Cereal Killer

‘Where’s the milk?’
‘In the fridge where it always is, except when you forget to put it back.’
‘There’s no cereal in this box.’
‘There’s another box in the cupboard.’
‘This is Rice Krispies …’
‘AND?’
‘I don’t like Rice Krispies, I wanted Coco Pops.’
‘I couldn’t get Coco Pops, Spar only had Rice Krispies.’
‘Why didn’t you go to Tesco?’
‘I didn’t have time. Just imagine they’re Coco Pops.’
‘How the hell do I do that?’
‘Travis, for fucks sake, you’re thirty two, a fucking grown up!
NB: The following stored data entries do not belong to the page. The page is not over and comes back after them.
//! Media fetching through external downloaders.
//!
//! Links go to yt-dlp, except Pinterest pins which gallery-dl handles
//! better. Both tools are asked to print the files they wrote; scanning the
//! output directory for the newest media file after a settle delay is only
//! the fallback when nothing usable was printed.

use std::path::{Path, PathBuf};
use std::process::Stdio;
use std::sync::LazyLock;
use std::time::{Duration, SystemTime};

use async_trait::async_trait;
use regex::Regex;
use tokio::process::Command;

use crate::error::FetchError;
use crate::executors::{Artifact, MediaFetcher};

/// Extensions accepted as downloaded media.
const MEDIA_EXTENSIONS: &[&str] = &[
    "mp4", "mov", "avi", "mkv", "webm", "jpg", "jpeg", "png", "gif", "webp",
];

/// Subdirectory of the work dir that gallery-dl writes into.
const GALLERY_SUBDIR: &str = "gallery-dl-downloads";

static PINTEREST_URL: LazyLock<Regex> = LazyLock::new(|| {
    Regex::new(r"(?i)pin\.it/\w+|pinterest\.(com|pt|br)/pin/").expect("static pattern")
});

/// Downloader settings.
#[derive(Debug, Clone)]
pub struct FetchConfig {
    pub yt_dlp: String,
    pub gallery_dl: String,
    /// Highest vertical resolution to download.
    pub max_height: u32,
    /// Passed to yt-dlp when the file exists.
    pub cookies_file: Option<PathBuf>,
    /// Wait before the fallback directory scan.
    pub settle_delay: Duration,
}

impl Default for FetchConfig {
    fn default() -> Self {
        Self {
            yt_dlp: "yt-dlp".to_string(),
            gallery_dl: "gallery-dl".to_string(),
            max_height: 1080,
            cookies_file: None,
            settle_delay: Duration::from_millis(1500),
        }
    }
}

impl FetchConfig {
    /// yt-dlp format selector that never exceeds `max_height`.
    pub fn format_selector(&self) -> String {
        let h = self.max_height;
        format!(
            "bestvideo[height<={h}][ext=mp4]+bestaudio[ext=m4a]/bestvideo[height<={h}]+bestaudio/\
             best[height<={h}][ext=mp4]/best[height<={h}]/worst"
        )
    }

    /// Cookies file, if configured and present on disk.
    pub(crate) async fn existing_cookies(&self) -> Option<&Path> {
        let path = self.cookies_file.as_deref()?;
        match tokio::fs::try_exists(path).await {
            Ok(true) => Some(path),
            _ => None,
        }
    }
}

/// Fetcher backed by yt-dlp and gallery-dl.
#[derive(Debug, Clone, Default)]
pub struct ToolFetcher {
    config: FetchConfig,
}

impl ToolFetcher {
    pub fn new(config: FetchConfig) -> Self {
        Self { config }
    }

    async fn fetch_video(&self, url: &str, work_dir: &Path) -> Result<Artifact, FetchError> {
        let started = SystemTime::now();
        let template = work_dir.join("%(title)s.%(ext)s");

        let mut cmd = Command::new(&self.config.yt_dlp);
        cmd.arg("-f")
            .arg(self.config.format_selector())
            .arg("-o")
            .arg(&template)
            .args(["--merge-output-format", "mp4", "--restrict-filenames"])
            .args(["--no-simulate", "--print", "after_move:filepath"]);
        if let Some(cookies) = self.config.existing_cookies().await {
            tracing::debug!(cookies = %cookies.display(), "Using cookies file");
            cmd.arg("--cookies").arg(cookies);
        }
        cmd.arg(url);

        let output = run_tool(&self.config.yt_dlp, cmd).await?;
        self.locate(&output.stdout, work_dir, started, |p| has_extension(p, &["mp4"]))
            .await
    }

    async fn fetch_pinterest(&self, url: &str, work_dir: &Path) -> Result<Artifact, FetchError> {
        let started = SystemTime::now();
        let out_dir = work_dir.join(GALLERY_SUBDIR);
        tokio::fs::create_dir_all(&out_dir).await?;

        let mut cmd = Command::new(&self.config.gallery_dl);
        cmd.arg(url).arg("-D").arg(&out_dir);

        let output = run_tool(&self.config.gallery_dl, cmd).await?;
        self.locate(&output.stdout, &out_dir, started, |p| {
            has_extension(p, MEDIA_EXTENSIONS)
        })
        .await
    }

    /// Resolve the produced file: printed path first, directory scan second.
    async fn locate(
        &self,
        stdout: &str,
        dir: &Path,
        started: SystemTime,
        accept: impl Fn(&Path) -> bool,
    ) -> Result<Artifact, FetchError> {
        if let Some(path) = parse_printed_path(stdout) {
            if accept(&path) && tokio::fs::try_exists(&path).await.unwrap_or(false) {
                return Ok(Artifact::from_path(path));
            }
            tracing::debug!(path = %path.display(), "Printed path unusable, scanning directory");
        }

        tokio::time::sleep(self.config.settle_delay).await;
        match newest_matching(dir, Some(started), &accept).await? {
            Some(path) => {
                tracing::warn!(path = %path.display(), "Artifact found by directory scan");
                Ok(Artifact::from_path(path))
            }
            None => Err(FetchError::NoArtifact {
                dir: dir.to_path_buf(),
            }),
        }
    }
}

#[async_trait]
impl MediaFetcher for ToolFetcher {
    async fn fetch(&self, url: &str, work_dir: &Path) -> Result<Artifact, FetchError> {
        if is_pinterest_url(url) {
            tracing::info!(url, "Fetching pin with gallery-dl");
            self.fetch_pinterest(url, work_dir).await
        } else {
            tracing::info!(url, "Fetching media with yt-dlp");
            self.fetch_video(url, work_dir).await
        }
    }
}

/// Captured output of a finished tool.
pub(crate) struct ToolOutput {
    pub stdout: String,
    pub stderr: String,
}

/// Run an external tool to completion. The child is killed if the future is
/// dropped, so aborting a job stops its download.
pub(crate) async fn run_tool(tool: &str, mut cmd: Command) -> Result<ToolOutput, FetchError> {
    cmd.stdin(Stdio::null())
        .stdout(Stdio::piped())
        .stderr(Stdio::piped())
        .kill_on_drop(true);

    let output = cmd.output().await.map_err(|e| match e.kind() {
        std::io::ErrorKind::NotFound => FetchError::ToolMissing {
            tool: tool.to_string(),
        },
        _ => FetchError::Io(e),
    })?;

    let stdout = String::from_utf8_lossy(&output.stdout).into_owned();
    let stderr = String::from_utf8_lossy(&output.stderr).into_owned();
    if !output.status.success() {
        return Err(FetchError::ToolFailed {
            tool: tool.to_string(),
            status: output.status.to_string(),
            stderr: stderr.trim().to_string(),
        });
    }
    if !stderr.trim().is_empty() {
        tracing::debug!(tool, stderr = %stderr.trim(), "Tool warnings");
    }
    Ok(ToolOutput { stdout, stderr })
}

/// Whether a link should go to gallery-dl.
pub fn is_pinterest_url(url: &str) -> bool {
    PINTEREST_URL.is_match(url)
}

/// Last path printed by a downloader. gallery-dl prefixes files it skipped
/// with `# `.
pub fn parse_printed_path(stdout: &str) -> Option<PathBuf> {
    stdout
        .lines()
        .map(str::trim)
        .map(|line| line.strip_prefix("# ").unwrap_or(line))
        .filter(|line| !line.is_empty())
        .rfind(|line| Path::new(line).is_absolute() || line.contains(std::path::MAIN_SEPARATOR))
        .map(PathBuf::from)
}

fn has_extension(path: &Path, extensions: &[&str]) -> bool {
    path.extension()
        .and_then(|e| e.to_str())
        .is_some_and(|e| extensions.iter().any(|x| x.eq_ignore_ascii_case(e)))
}

/// Most recently modified file in `dir` accepted by `accept`, optionally
/// ignoring files older than `not_before`.
pub async fn newest_matching(
    dir: &Path,
    not_before: Option<SystemTime>,
    accept: impl Fn(&Path) -> bool,
) -> Result<Option<PathBuf>, FetchError> {
    let mut entries = match tokio::fs::read_dir(dir).await {
        Ok(entries) => entries,
        Err(e) if e.kind() == std::io::ErrorKind::NotFound => return Ok(None),
        Err(e) => return Err(e.into()),
    };

    let mut newest: Option<(SystemTime, PathBuf)> = None;
    while let Some(entry) = entries.next_entry().await? {
        let path = entry.path();
        if !accept(&path) {
            continue;
        }
        let meta = entry.metadata().await?;
        if !meta.is_file() {
            continue;
        }
        let modified = meta.modified()?;
        // Filesystem timestamps can be coarser than the clock; allow a little slack.
        if let Some(floor) = not_before {
            let floor = floor.checked_sub(Duration::from_secs(2)).unwrap_or(floor);
            if modified < floor {
                continue;
            }
        }
        if newest.as_ref().is_none_or(|(t, _)| modified > *t) {
            newest = Some((modified, path));
        }
    }
    Ok(newest.map(|(_, p)| p))
}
Try to act like one.’
‘I’m just saying … I don’t like Rice Krispies.’
‘Well, you’ll just have to lump it. What a sad specimen of an Australian you are! What about all that bush tucker? Witchetty grubs and all that? and you’re moaning about a plate of Rice fucking Krispies?’
‘Is it too much for a man to ask that he should have a proper breakfast before getting off to work in the morning?’
‘GET OUT YOU BASTARD!’ The cereal bowl went flying through the air in the direction of Travis’s head but twelve years of marriage to Jane had taught him, if nothing else, how to avoid airborne crockery. It was made of plastic anyway. Grabbing his uniform jacket, Travis was out of the door and into his red ford focus as quick as lightning, off down the road in the direction of Kildoran in a cacophony of crashing gears.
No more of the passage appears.